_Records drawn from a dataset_
[Start of section]

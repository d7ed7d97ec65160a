//! Capability contracts between the registration pipeline and a concrete
//! object-unit backend.
//!
//! The core never parses binary units itself. It consumes a [`UnitCodec`]
//! that can read a unit's type header and rewrite a method body, and a
//! handful of naming helpers that keep internal (`a/b/C`) and dotted
//! (`a.b.C`) forms apart.

pub mod codec;
pub mod naming;

pub use codec::{
    CodecError, InjectionSite, MethodInvocation, ParameterShape, Registration, RegistrationCall,
    UnitCodec, UnitHeader,
};
pub use naming::{dotted_name, internal_name, normalize_entry_path, unit_entry_name};
//! Conversions between dotted names (`com.example.Foo`), internal names
//! (`com/example/Foo`) and unit entry paths (`com/example/Foo.class`).

const UNIT_SUFFIX: &str = ".class";

/// Convert a dotted or already-internal name to internal form.
pub fn internal_name(name: &str) -> String {
    name.trim().replace('.', "/")
}

/// Convert an internal name to dotted form for display and pattern matching.
pub fn dotted_name(name: &str) -> String {
    name.replace('/', ".")
}

/// Entry path under which a unit with the given internal name is stored.
pub fn unit_entry_name(internal: &str) -> String {
    format!("{internal}{UNIT_SUFFIX}")
}

/// Normalize a relative path to `/` separators regardless of host convention.
pub fn normalize_entry_path(path: &str) -> String {
    path.replace('\\', "/").trim_start_matches('/').to_string()
}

[End of section]

_Task item_
Check each line of the records for the word "class", and show the lines that contain it.

_Answer to this task_
//! (`com/example/Foo`) and unit entry paths (`com/example/Foo.class`).
const UNIT_SUFFIX: &str = ".class";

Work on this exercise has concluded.